About this task
Below are lines of data; count those that contain "ErrorResponse" and give the total alone.

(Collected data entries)
↓↓↓

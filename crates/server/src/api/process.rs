use std::sync::Arc;

use axum::extract::multipart::{Field, MultipartError};
use axum::extract::{Multipart, State};
use axum::http::StatusCode;
use axum::Json;
use tracing::{debug, error, warn};

use crate::pipeline::{self, ApiKeys, PipelineError, ProcessRequest, ProcessResponse, Upload};
use crate::state::AppState;

use super::ErrorResponse;

type ApiError = (StatusCode, Json<ErrorResponse>);

#[utoipa::path(
    post,
    path = "/process-file",
    tag = "Mindmap",
    request_body(
        content_type = "multipart/form-data",
        description = "Fields: prompt, pdf_file, audio_file, model (gemini|claude|mistral|ollama), ollama_model, api_keys (JSON)"
    ),
    responses(
        (status = 200, description = "Mind map generated", body = ProcessResponse),
        (status = 400, description = "Malformed form or unknown model", body = ErrorResponse),
        (status = 502, description = "LLM backend failed", body = ErrorResponse)
    )
)]
pub async fn process_file(
    State(state): State<Arc<AppState>>,
    multipart: Multipart,
) -> Result<Json<ProcessResponse>, ApiError> {
    let request = read_form(multipart).await.map_err(into_response)?;

    match pipeline::run(&state, request).await {
        Ok(response) => Ok(Json(response)),
        Err(e) => {
            error!("process-file failed: {}", e);
            Err(into_response(e))
        }
    }
}

fn into_response(e: PipelineError) -> ApiError {
    (e.status(), Json(ErrorResponse { error: e.to_string() }))
}

// ── Form parsing ──────────────────────────────────────────────────

async fn read_form(mut multipart: Multipart) -> Result<ProcessRequest, PipelineError> {
    let mut request = ProcessRequest::default();

    while let Some(field) = multipart.next_field().await.map_err(form_error)? {
        let name = field.name().unwrap_or_default().to_string();
        match name.as_str() {
            "prompt" => request.prompt = field.text().await.map_err(form_error)?,
            "model" => {
                let model = field.text().await.map_err(form_error)?;
                if !model.trim().is_empty() {
                    request.model = model.trim().to_string();
                }
            }
            "ollama_model" => {
                request.ollama_model = Some(field.text().await.map_err(form_error)?);
            }
            "api_keys" => {
                let raw = field.text().await.map_err(form_error)?;
                if !raw.trim().is_empty() {
                    request.api_keys = serde_json::from_str::<ApiKeys>(&raw).map_err(|e| {
                        PipelineError::BadRequest(format!("api_keys is not valid JSON: {e}"))
                    })?;
                }
            }
            "pdf_file" => request.pdf = read_upload(field).await?,
            "audio_file" => request.audio = read_upload(field).await?,
            other => debug!("ignoring form field '{}'", other),
        }
    }

    Ok(request)
}

/// Empty file parts (a form submitted without a file) count as absent.
async fn read_upload(field: Field<'_>) -> Result<Option<Upload>, PipelineError> {
    let filename = field.file_name().map(str::to_string);
    let bytes = field.bytes().await.map_err(form_error)?;
    if bytes.is_empty() {
        return Ok(None);
    }
    debug!(?filename, size = bytes.len(), "received upload");
    Ok(Some(Upload { filename, bytes }))
}

fn form_error(e: MultipartError) -> PipelineError {
    warn!("multipart error: {}", e);
    PipelineError::BadRequest(format!("multipart error: {}", e.body_text()))
}
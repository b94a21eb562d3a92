pub mod claude;
pub mod gemini;
pub mod mistral;
pub mod ollama;

use std::sync::Arc;
use std::time::Duration;

use mindmap_core::config::{LlmConfig, OllamaConfig};

use crate::backend::BackendKind;
use crate::provider::{LlmError, LlmProvider};
use crate::retry::RetryPolicy;

/// Create the provider for one backend kind from config.
///
/// Missing API keys are not an error here: callers may supply a key per
/// request, and the provider reports `NotConfigured` at call time otherwise.
pub fn create_provider(
    kind: BackendKind,
    llm_config: &LlmConfig,
    ollama_config: &OllamaConfig,
) -> Result<Arc<dyn LlmProvider>, LlmError> {
    let timeout = Duration::from_secs(llm_config.request_timeout_secs);
    let provider: Arc<dyn LlmProvider> = match kind {
        BackendKind::Gemini => Arc::new(gemini::GeminiProvider::new(
            llm_config.gemini_api_key.clone(),
            llm_config.gemini_model.clone(),
            llm_config.gemini_base_url.clone(),
            timeout,
        )?),
        BackendKind::Claude => Arc::new(
            claude::ClaudeProvider::new(
                llm_config.anthropic_api_key.clone(),
                llm_config.anthropic_model.clone(),
                timeout,
            )?
            .with_base_url(llm_config.anthropic_base_url.clone()),
        ),
        BackendKind::Mistral => Arc::new(mistral::MistralProvider::new(
            llm_config.mistral_api_key.clone(),
            llm_config.mistral_model.clone(),
            llm_config.mistral_base_url.clone(),
            timeout,
        )?),
        BackendKind::Ollama => Arc::new(ollama::OllamaProvider::new(
            ollama_config.url.clone(),
            ollama_config.model.clone(),
            Duration::from_secs(ollama_config.timeout_secs),
            RetryPolicy::fixed(
                ollama_config.max_attempts,
                Duration::from_millis(ollama_config.retry_backoff_ms),
            ),
        )?),
    };
    Ok(provider)
}

// ── Shared HTTP plumbing ──────────────────────────────────────────

/// Client whose every request is bounded by `timeout`.
pub(crate) fn http_client(timeout: Duration) -> Result<reqwest::Client, LlmError> {
    Ok(reqwest::Client::builder().timeout(timeout).build()?)
}

/// Decode a provider reply. Non-200 statuses become `ApiError`; a 200 whose
/// body is not JSON becomes `ParseError`.
pub(crate) async fn read_json(response: reqwest::Response) -> Result<serde_json::Value, LlmError> {
    let status = response.status().as_u16();
    if status != 200 {
        let body = response.text().await.unwrap_or_default();
        return Err(LlmError::ApiError { status, body });
    }

    let text = response.text().await?;
    serde_json::from_str(&text).map_err(|e| LlmError::ParseError(format!("invalid JSON body: {e}")))
}
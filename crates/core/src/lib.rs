pub mod config;
pub mod error;

pub use config::Config;
pub use error::*;
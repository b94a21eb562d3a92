//! HTTP front end of the mindmap service.

pub mod api;
pub mod pipeline;
pub mod router;
pub mod state;

pub use router::build_router;
pub use state::AppState;
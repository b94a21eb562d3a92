//! HTTP handlers.

pub mod doc;
mod health;
mod process;

use serde::Serialize;

// ── Shared types ─────────────────────────────────────────────────

#[derive(Debug, Serialize, utoipa::ToSchema)]
pub struct ErrorResponse {
    pub error: String,
}

pub use health::{health, HealthResponse};
pub use process::process_file;
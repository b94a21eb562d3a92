use std::sync::Arc;

use tracing::info;

use mindmap_core::{Config, MindmapError};
use mindmap_ingest::{transcriber_from_config, DocumentExtractor, PdfExtractor, Transcriber};
use mindmap_llm::{BackendRegistry, PromptTemplates};

/// Immutable per-process state shared by all requests.
pub struct AppState {
    pub registry: BackendRegistry,
    pub pdf: Arc<dyn DocumentExtractor>,
    pub transcriber: Arc<dyn Transcriber>,
    pub prompts: PromptTemplates,
    /// Redacted config snapshot reported by `/health`.
    pub config_summary: serde_json::Value,
}

impl AppState {
    pub fn from_config(config: &Config) -> Result<Self, MindmapError> {
        let registry = BackendRegistry::from_config(&config.llm, &config.ollama)
            .map_err(|e| MindmapError::Config(format!("backend setup: {e}")))?;
        let prompts = PromptTemplates::load(config.prompts.dir.as_deref())?;

        if !config.transcription.is_configured() {
            info!("No transcription endpoint configured; audio uploads will be ignored");
        }

        Ok(Self {
            registry,
            pdf: Arc::new(PdfExtractor),
            transcriber: transcriber_from_config(&config.transcription),
            prompts,
            config_summary: config.redacted_summary(),
        })
    }
}
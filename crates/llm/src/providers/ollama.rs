use std::time::Duration;

use async_trait::async_trait;
use serde_json::json;
use tracing::debug;

use crate::provider::{CompletionRequest, LlmError, LlmProvider, Message, Role, SamplingParams};
use crate::retry::RetryPolicy;
use super::{http_client, read_json};

/// Local/self-hosted models via Ollama's chat API. Each attempt is bounded
/// by the client timeout; transport failures go through `retry`.
pub struct OllamaProvider {
    client: reqwest::Client,
    url: String,
    model: String,
    retry: RetryPolicy,
}

impl OllamaProvider {
    pub fn new(
        url: String,
        model: String,
        timeout: Duration,
        retry: RetryPolicy,
    ) -> Result<Self, LlmError> {
        Ok(Self {
            client: http_client(timeout)?,
            url: url.trim_end_matches('/').to_string(),
            model,
            retry,
        })
    }

    fn build_request_body(model: &str, messages: &[Message], params: &SamplingParams) -> serde_json::Value {
        let api_messages: Vec<serde_json::Value> = messages
            .iter()
            .map(|m| {
                json!({
                    "role": match m.role {
                        Role::System => "system",
                        Role::User => "user",
                        Role::Assistant => "assistant",
                    },
                    "content": m.content,
                })
            })
            .collect();

        let mut options = json!({
            "temperature": params.temperature,
            "num_predict": params.max_tokens,
        });
        if let Some(top_p) = params.top_p {
            options["top_p"] = json!(top_p);
        }
        if let Some(penalty) = params.repeat_penalty {
            options["repeat_penalty"] = json!(penalty);
        }

        json!({
            "model": model,
            "messages": api_messages,
            "stream": false,
            "options": options,
        })
    }

    async fn send_once(&self, url: &str, body: &serde_json::Value) -> Result<String, LlmError> {
        let response = self
            .client
            .post(url)
            .header("Content-Type", "application/json")
            .json(body)
            .send()
            .await?;

        let resp = read_json(response).await?;
        let content = resp["message"]["content"]
            .as_str()
            .ok_or_else(|| LlmError::ParseError("missing message.content".into()))?
            .to_string();

        Ok(content)
    }
}

#[async_trait]
impl LlmProvider for OllamaProvider {
    async fn complete(&self, request: &CompletionRequest) -> Result<String, LlmError> {
        let url = format!("{}/api/chat", self.url);
        let model = request.resolve_model(&self.model);
        let body = Self::build_request_body(model, &request.messages, &request.params);

        debug!("Ollama request to {} (model={})", url, model);

        self.retry
            .run("ollama", || self.send_once(&url, &body))
            .await
    }
}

↑↑↑

Response for this exercise
6